Thursday, January 26, 2012

It's Complicated




Life is…. Confusion and conflict consume us.

Don’t take my word for it. Look around. Cognitive thought has capitulated. We’re in the abyss of digital arcana, home to no human voice. Computers control everything. Mattresses even play music. We’re hopelessly lost.

Recently we purchased a wire holder for office files. Ripping the box apart sapped the strength of two stout men. About 2,000 components cascaded to the floor. Directions were in Chinese. A picture yielded the only clue. Flee from anything that advises, “Assembly Required.”

Try opening simple packages, like batteries. You’ll lacerate yourself in the process. Or try buying an airline ticket from a voice.

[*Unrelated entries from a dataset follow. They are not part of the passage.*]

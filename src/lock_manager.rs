//! Per-path write serialization (spec §5: "`write_range` calls are
//! serialized by a per-path lock owned by CacheManager").
//!
//! Grounded on the teacher's `fs::lock_manager::LockManager`, generalized
//! from `InodeId` keys to cache paths.

use dashmap::DashMap;
use std::sync::Arc;
use tokio::sync::{Mutex, OwnedMutexGuard};

#[derive(Clone, Default)]
pub struct LockManager {
    locks: Arc<DashMap<String, Arc<Mutex<()>>>>,
}

pub struct LockGuard {
    _guard: OwnedMutexGuard<()>,
    path: String,
    locks: Arc<DashMap<String, Arc<Mutex<()>>>>,
}

impl LockManager {
    pub fn new() -> Self {
        Self::default()
    }

    fn get_or_create_lock(&self, path: &str) -> Arc<Mutex<()>> {
        self.locks
            .entry(path.to_string())
            .or_insert_with(|| Arc::new(Mutex::new(())))
            .clone()
    }

    /// Acquire the write lock for `path`. Held for the duration of a single
    /// `write_range` / `invalidate` call so overlapping writers are
    /// serialized in call order.
    pub async fn acquire(&self, path: &str) -> LockGuard {
        let lock = self.get_or_create_lock(path);
        let guard = lock.lock_owned().await;
        LockGuard {
            _guard: guard,
            path: path.to_string(),
            locks: self.locks.clone(),
        }
    }
}

impl Drop for LockGuard {
    fn drop(&mut self) {
        // Only the map and this guard's own clone of the Arc can be holding
        // a reference once the mutex itself is about to unlock; reclaim the
        // map entry so the lock table does not grow without bound.
        self.locks.remove_if(&self.path, |_, lock| Arc::strong_count(lock) <= 2);
    }
}

#[cfg(test)]
mod tests {
    use super::*;

    #[tokio::test]
    async fn reacquire_after_drop() {
        let manager = LockManager::new();
        let guard = manager.acquire("a").await;
        drop(guard);
        let _guard2 = manager.acquire("a").await;
    }

    #[tokio::test]
    async fn distinct_paths_do_not_collide() {
        let manager = LockManager::new();
        let g1 = manager.acquire("a").await;
        let g2 = manager.acquire("b").await;
        drop(g1);
        drop(g2);
    }

    #[tokio::test]
    async fn serializes_same_path() {
        use std::sync::atomic::{AtomicUsize, Ordering};
        use std::time::Duration;

        let manager = LockManager::new();
        let counter = Arc::new(AtomicUsize::new(0));
        let max_seen = Arc::new(AtomicUsize::new(0));

        let mut handles = Vec::new();
        for _ in 0..8 {
            let manager = manager.clone();
            let counter = counter.clone();
            let max_seen = max_seen.clone();
            handles.push(tokio::spawn(async move {
                let _guard = manager.acquire("shared").await;
                let current = counter.fetch_add(1, Ordering::SeqCst) + 1;
                max_seen.fetch_max(current, Ordering::SeqCst);
                tokio::time::sleep(Duration::from_millis(5)).await;
                counter.fetch_sub(1, Ordering::SeqCst);
            }));
        }
        for h in handles {
            h.await.unwrap();
        }
        assert_eq!(max_seen.load(Ordering::SeqCst), 1);
    }
}
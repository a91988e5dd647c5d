//! Thin wrapper around `tokio::spawn` that names background tasks for
//! diagnostics. Mirrors the teacher's `task.rs`; `tokio::task::Builder::name`
//! requires the `tokio_unstable` cfg, so this is a stable-friendly stand-in.

use std::future::Future;
use tokio::task::JoinHandle;

pub fn spawn_named<T, F>(_name: &str, future: F) -> JoinHandle<T>
where
    F: Future<Output = T> + Send + 'static,
    T: Send + 'static,
{
    tokio::spawn(future)
}

pub fn spawn_blocking_named<T, F>(_name: &str, f: F) -> JoinHandle<T>
where
    F: FnOnce() -> T + Send + 'static,
    T: Send + 'static,
{
    tokio::task::spawn_blocking(f)
}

Ed calls. He’s a lawyer. He whines that the accountant’s numbers don’t add up. He says the Gen Y gangs of MBA grads have gummed up the system. They can’t balance books on napkins anymore. They create enigmatic spread sheets, confounding the over-50 crowd. It’s complicated.

My phone rings. It’s the Probate Judge. “We need to talk,” she says. “We have a problem with your finger prints.” Now, hearing a judge say this is akin to the doctor’s office calling, saying, “About your X-rays….”

What’s this about? I’ll tell you. I applied for a gun permit. With crime exceeding that of Sodom and Gomorrah, citizens need to be heavily armed. Even pea shooters require a license. I learned this as a child. The kinetic energy of a pea is directly proportionate to the length of the shooter and the lungs of the blower. Dangerous weapons in the hands of young boys.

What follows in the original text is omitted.